So, then, I sat by the window and enjoyed the slight tipsiness
produced by short, limited, rapid oscillations, which I take to be the
exhilarating stage of that condition which reaches hopeless inebriety
in what we know as sea-sickness. Where the horizon opened widely, it
pleased me to watch the curious effect of the rapid movement of near
objects contrasted with the slow motion of distant ones. Looking from
a right-hand window, for instance, the fences close by glide swiftly
backward, or to the right, while the distant hills not only do not
appear to move backward, but look by contrast with the fences near at
hand as if they were moving forward, or to the left; and thus the whole
landscape becomes a mighty wheel revolving about an imaginary axis
somewhere in the middle-distance.
My companions proposed to stay at one of the best-known and
longest-established of the New-York caravansaries, and I accompanied
them. We were particularly well lodged, and not uncivilly treated. The
traveller who supposes that he is to repeat the melancholy experience of
Shenstone, and have to sigh over the reflection that he has found "his
warmest welcome at an inn," has something to learn at the offices of
the great city-hotels. The unheralded guest who is honored by mere
indifference may think himself blest with singular good-fortune.
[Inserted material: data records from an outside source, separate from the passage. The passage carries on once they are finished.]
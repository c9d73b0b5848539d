use axum::body::{Body, to_bytes};
use axum::http::{Request, StatusCode, header};
use sbox_domain::config::AppConfig;
use sbox_server::Server;
use tower::ServiceExt;

async fn server(tmp: &tempfile::TempDir) -> Server {
    let mut cfg = AppConfig::default();
    cfg.storage.static_dir = tmp.path().to_path_buf();
    cfg.upload.max_file_size = 1024;

    Server::builder()
        .config(cfg)
        .port(0)
        .pictures_dir(tmp.path().join("nested").join("pictures"))
        .build()
        .await
        .unwrap()
}

#[tokio::test]
async fn build_creates_the_storage_root() {
    let tmp = tempfile::tempdir().unwrap();
    let server = server(&tmp).await;

    assert!(tmp.path().join("nested/pictures").is_dir());
    assert_eq!(server.state().config.upload.max_file_size, 1024);
    assert_eq!(server.state().storage.policy().max_file_size, 1024);
}

#[tokio::test]
async fn router_mounts_gallery_and_system_routes() {
    let tmp = tempfile::tempdir().unwrap();
    let server = server(&tmp).await;

    let res = server
        .router()
        .oneshot(Request::builder().uri("/health").body(Body::empty()).unwrap())
        .await
        .unwrap();
    assert_eq!(res.status(), StatusCode::OK);

    let res = server
        .router()
        .oneshot(Request::builder().uri("/api/images").body(Body::empty()).unwrap())
        .await
        .unwrap();
    assert_eq!(res.status(), StatusCode::OK);
    let names: Vec<String> =
        serde_json::from_slice(&to_bytes(res.into_body(), usize::MAX).await.unwrap()).unwrap();
    assert!(names.is_empty());

    let res = server
        .router()
        .oneshot(Request::builder().uri("/nowhere").body(Body::empty()).unwrap())
        .await
        .unwrap();
    assert_eq!(res.status(), StatusCode::NOT_FOUND);
}

#[tokio::test]
async fn upload_through_the_full_stack() {
    let tmp = tempfile::tempdir().unwrap();
    let server = server(&tmp).await;

    let body = "--b\r\nContent-Disposition: form-data; name=\"file\"; filename=\"sky.webp\"\r\n\r\nRIFF\r\n--b--\r\n";
    let req = Request::builder()
        .method("POST")
        .uri("/upload")
        .header(header::CONTENT_TYPE, "multipart/form-data; boundary=b")
        .header(header::CONTENT_LENGTH, body.len())
        .body(Body::from(body))
        .unwrap();
    assert_eq!(server.router().oneshot(req).await.unwrap().status(), StatusCode::OK);

    let res = server
        .router()
        .oneshot(Request::builder().uri("/pictures/sky.webp").body(Body::empty()).unwrap())
        .await
        .unwrap();
    assert_eq!(res.status(), StatusCode::OK);
    assert_eq!(res.headers()[header::CONTENT_TYPE], "image/webp");
    assert_eq!(to_bytes(res.into_body(), usize::MAX).await.unwrap().as_ref(), b"RIFF");
}
use criterion::{Criterion, criterion_group, criterion_main};
use sbox_storage::{Storage, bound_length, sanitize_filename};
use std::hint::black_box;
use tempfile::TempDir;

// ============================================================================
// Benchmark: Filename Resolution
// ============================================================================

fn bench_filename_resolution(c: &mut Criterion) {
    let mut group = c.benchmark_group("filename_resolution");

    let temp = TempDir::new().unwrap();
    let rt = tokio::runtime::Runtime::new().unwrap();
    let storage = rt.block_on(async { Storage::builder().root(temp.path()).connect().await.unwrap() });

    group.bench_function("sanitize_hostile", |b| {
        b.iter(|| black_box(sanitize_filename(black_box("../../..\\evil\0/..  .photo.png"), "upload.jpg")));
    });

    let long = format!("{}.jpeg", "x".repeat(1024));
    group.bench_function("bound_long_name", |b| {
        b.iter(|| black_box(bound_length(black_box(&long), 255).len()));
    });

    group.bench_function("resolve_fresh", |b| {
        b.iter(|| black_box(storage.resolve_upload("holiday.png").unwrap()));
    });

    group.finish();
}

// ============================================================================
// Benchmark: Read Authorization
// ============================================================================

fn bench_authorize(c: &mut Criterion) {
    let mut group = c.benchmark_group("authorize");

    let temp = TempDir::new().unwrap();
    let rt = tokio::runtime::Runtime::new().unwrap();
    let storage = rt.block_on(async { Storage::builder().root(temp.path()).connect().await.unwrap() });

    group.bench_function("contained", |b| {
        b.iter(|| black_box(storage.authorize(["album", "cat.png"]).is_ok()));
    });

    group.bench_function("traversal", |b| {
        b.iter(|| black_box(storage.authorize(["..", "..", "etc", "passwd"]).is_err()));
    });

    group.finish();
}

criterion_group!(benches, bench_filename_resolution, bench_authorize);
criterion_main!(benches);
If the despot of the Patent Annunciator is only mildly contemptuous in
his manner, let the victim look upon it as a personal favor. The coldest
welcome that a threadbare curate ever got at the door of a bishop's
palace, the most icy reception that a country-cousin ever received
at the city-mansion of a mushroom millionnaire, is agreeably tepid,
compared to that which the Rhadamanthus who dooms you to the more or
less elevated circle of his inverted Inferno vouchsafes, as you step up
to enter your name on his dog's-eared register. I have less hesitation
in unburdening myself of this uncomfortable statement, as on this
particular trip I met with more than one exception to the rule.
Officials become brutalized, I suppose, as a matter of course. One
cannot expect an office-clerk to embrace tenderly every stranger who
comes in with a carpet-bag, or a telegraph-operator to burst into tears
over every unpleasant message he receives for transmission. Still,
humanity is not always totally extinguished in these persons. I
discovered a youth in the telegraph-office of the Continental Hotel, in
Philadelphia, who was as pleasant in conversation, and as graciously
responsive to inoffensive questions, as if I had been his childless
opulent uncle, and my will not made.
On the road again the next morning, over the ferry, into the cars with
sliding panels and fixed windows, so that in summer the whole side of
the car may be made transparent. New Jersey is, to the apprehension of a
traveller, a double-headed suburb rather than a State. Its dull red dust
looks like the dried and powdered mud of a battle-field. Peach-trees are
common, and champagne-orchards. Canal-boats, drawn by mules, swim by,
feeling their way along like blind men led by dogs. I had a mighty
passion come over me to be the captain of one,--to glide back and
forward upon a sea never roughened by storms,--to float where I could
not sink,--to navigate where there is no shipwreck,--to lie languidly
on the deck and govern the huge craft by a word or the movement of a
finger: there was something of railroad intoxication in the fancy, but
who has not often envied a cobbler in his stall?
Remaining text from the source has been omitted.